Les Alpilles, Mountain Landscape near Saintint-Rémy Rijksmuseum Kröller-Müller, Otterlo, Netherlands
  "The Pasture" was originally published as the introductory poem in Robert Frost’s first American collection, North of Boston, in 1915, and was conceived as a way of introducing himself to the readers, as an invitation to come along on his poetic journey. The poem hints at the ancestral relationship between a farmer and his bucolic surroundings, a mirror to the poet's intimate connection with his mind-created world. Then, let's just "wait to watch the water clear, we may" and fetch the little calf: after all, we "sha'n't be gone long."
    

    The Pasture


     I'm going out to clean the pasture spring;
     I'll only stop to rake the leaves away
     (And wait to watch the water clear, I may):
     I sha'n't be gone long.—You come too.

     I'm going out to fetch the little calf
    That's standing by the mother. It's so young,
    It totters when she licks it with her tongue.
    I sha'n't be gone long.—You come too.

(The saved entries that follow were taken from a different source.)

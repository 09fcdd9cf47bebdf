use wasm_bindgen::prelude::*;

use annotation_codec::decode_with_diagnostics;
use annotation_graph::validate_dependencies;
use annotation_sentence::{AnnotatedCorpus, AnnotatedSentence, AnnotatedWord};
use rkyv::{check_archived_root, AlignedVec, Deserialize, Infallible};
use serde::Serialize;

#[wasm_bindgen]
pub fn init_panic_hook() {
    console_error_panic_hook::set_once();
}

/// The structured response sent back to JavaScript
#[derive(Debug, Serialize)]
pub struct AnalysisReport {
    pub words: Vec<WordReport>,
    pub groups: Vec<PhraseReport>,
    pub dependency_issues: Vec<String>,
    pub conllu: String,
}

#[derive(Debug, Serialize)]
pub struct WordReport {
    pub name: String,
    pub language: String,
    pub layers: Vec<LayerReport>,
    pub upos: Option<String>,
    pub features: Vec<String>,
    pub warnings: Vec<String>,
}

#[derive(Debug, Serialize)]
pub struct LayerReport {
    pub kind: String,
    pub value: String,
}

#[derive(Debug, Serialize)]
pub struct PhraseReport {
    pub word_index: usize,
    pub tag: Option<String>,
    pub text: String,
}

fn word_report(word: &AnnotatedWord, warnings: Vec<String>) -> WordReport {
    WordReport {
        name: word.name().to_owned(),
        language: word.language().tag().to_owned(),
        layers: word
            .layers()
            .values()
            .map(|(kind, value)| LayerReport {
                kind: kind.tag().to_owned(),
                value,
            })
            .collect(),
        upos: word.universal_dependency_pos().map(|p| p.as_str().to_owned()),
        features: word.universal_dependency_features(),
        warnings,
    }
}

/// Text -> Words (+ diagnostics) -> Views -> Report
pub fn analyze(line: &str) -> AnalysisReport {
    let mut sentence = AnnotatedSentence::new();
    let mut warnings = Vec::new();
    for token in AnnotatedSentence::tokens(line) {
        let (decoded, diagnostics) = decode_with_diagnostics(token);
        sentence.add_word(AnnotatedWord::from(decoded));
        warnings.push(diagnostics.iter().map(ToString::to_string).collect());
    }

    let words = sentence
        .words()
        .iter()
        .zip(warnings)
        .map(|(word, warnings)| word_report(word, warnings))
        .collect();

    let groups = sentence
        .shallow_parse_groups()
        .map(|phrase| PhraseReport {
            word_index: phrase.word_index(),
            tag: phrase.tag().map(ToOwned::to_owned),
            text: phrase.to_words(),
        })
        .collect();

    AnalysisReport {
        words,
        groups,
        dependency_issues: validate_dependencies(&sentence)
            .iter()
            .map(ToString::to_string)
            .collect(),
        conllu: sentence.universal_dependency_format(None),
    }
}

#[wasm_bindgen]
pub fn analyze_line(line: &str) -> Result<JsValue, JsValue> {
    serde_wasm_bindgen::to_value(&analyze(line)).map_err(|e| JsValue::from_str(&e.to_string()))
}

/// Validates a packed corpus snapshot and unpacks it.
pub fn load_archive(data: &[u8]) -> Result<AnnotatedCorpus, String> {
    // Bytes handed over from JavaScript carry no alignment guarantee.
    let mut aligned = AlignedVec::with_capacity(data.len());
    aligned.extend_from_slice(data);

    let archived = check_archived_root::<AnnotatedCorpus>(&aligned[..])
        .map_err(|e| format!("invalid corpus archive: {}", e))?;
    match archived.deserialize(&mut Infallible) {
        Ok(corpus) => Ok(corpus),
        Err(never) => match never {},
    }
}

/// A packed corpus (written by `corpus-tool pack`) loaded in the browser
#[wasm_bindgen]
pub struct CorpusArchive {
    corpus: AnnotatedCorpus,
}

#[wasm_bindgen]
impl CorpusArchive {
    #[wasm_bindgen(constructor)]
    pub fn new(data: Vec<u8>) -> Result<CorpusArchive, JsValue> {
        load_archive(&data)
            .map(|corpus| Self { corpus })
            .map_err(|e| JsValue::from_str(&e))
    }

    pub fn sentence_count(&self) -> usize {
        self.corpus.sentence_count()
    }

    /// The sentence in its file form.
    pub fn sentence_line(&self, index: usize) -> Option<String> {
        self.corpus.sentence(index).map(ToString::to_string)
    }

    pub fn sentence_conllu(&self, index: usize) -> Option<String> {
        self.corpus
            .sentence(index)
            .map(|sentence| sentence.universal_dependency_format(None))
    }

    pub fn analyze_sentence(&self, index: usize) -> Result<JsValue, JsValue> {
        let line = self.sentence_line(index).unwrap_or_default();
        analyze_line(&line)
    }
}

#[cfg(test)]
mod tests {
    use super::*;
    use rkyv::ser::{serializers::AllocSerializer, Serializer};

    #[test]
    fn test_analyze_report() {
        let report = analyze(
            "{turkish=Ali}{morphologicalAnalysis=Ali+NOUN+PROP+A3SG+PNON+NOM}{shallowParse=ÖZNE}{universalDependency=2$NSUBJ} \
             {turkish=geldi}{morphologicalAnalysis=gel+VERB+POS+PAST+A3SG}{shallowParse=YÜKLEM}{universalDependency=0$ROOT}{mood=x}",
        );

        assert_eq!(report.words.len(), 2);
        assert_eq!(report.words[0].upos.as_deref(), Some("PROPN"));
        assert_eq!(report.words[0].layers[0].kind, "morphologicalAnalysis");
        assert!(report.words[0].warnings.is_empty());
        assert_eq!(report.words[1].warnings.len(), 1);
        assert_eq!(report.groups.len(), 2);
        assert_eq!(report.groups[1].tag.as_deref(), Some("YÜKLEM"));
        assert!(report.dependency_issues.is_empty());
        assert!(report.conllu.contains("2\tgeldi\tgel\tVERB"));
    }

    #[test]
    fn test_analyze_matches_sentence_tokens() {
        let line = "{turkish=Ali}{mood=x}  {turkish=geldi} \r";
        let report = analyze(line);
        let sentence = AnnotatedSentence::from_line(line);

        let names: Vec<&str> = report.words.iter().map(|w| w.name.as_str()).collect();
        assert_eq!(names, ["Ali", "geldi"]);
        assert_eq!(report.words.len(), sentence.word_count());
        assert_eq!(report.words[0].warnings.len(), 1);
        assert!(report.words[1].warnings.is_empty());
    }

    #[test]
    fn test_analyze_reports_dependency_issues() {
        let report = analyze("{turkish=a}{universalDependency=1$DEP}");
        assert_eq!(report.dependency_issues, ["word 0 is its own head"]);
    }

    #[test]
    fn test_load_archive() {
        let corpus = AnnotatedCorpus::from_sentences(vec![AnnotatedSentence::from_line(
            "{turkish=a}{universalDependency=0$ROOT}",
        )]);
        let mut serializer = AllocSerializer::<256>::default();
        serializer.serialize_value(&corpus).unwrap();
        let bytes = serializer.into_serializer().into_inner();

        let loaded = load_archive(&bytes).unwrap();
        assert_eq!(loaded, corpus);
        assert!(load_archive(&[1, 2, 3]).is_err());
    }
}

By Robert Frost, from the collection "North of Boston," 1915
    Follows an Italian version, translated by LiteraryJoint. 

Il Pascolo



Esco a ripulire la fonte del pascolo;
Mi fermo solo per levare le foglie col rastrello
(E aspettare di vedere l'acqua limpida, magari):
Non sto via tanto. — Vieni anche tu.

Esco a riprendere il vitellino
    Che se ne sta in piedi accanto alla madre. E' così giovane,
Trema tutto quando lo lecca con la sua lingua.
Non sto via tanto. — Vieni anche tu.

    Robert Frost, dalla raccolta "North of Boston", 1915. Traduzione in italiano a cura di LiteraryJoint.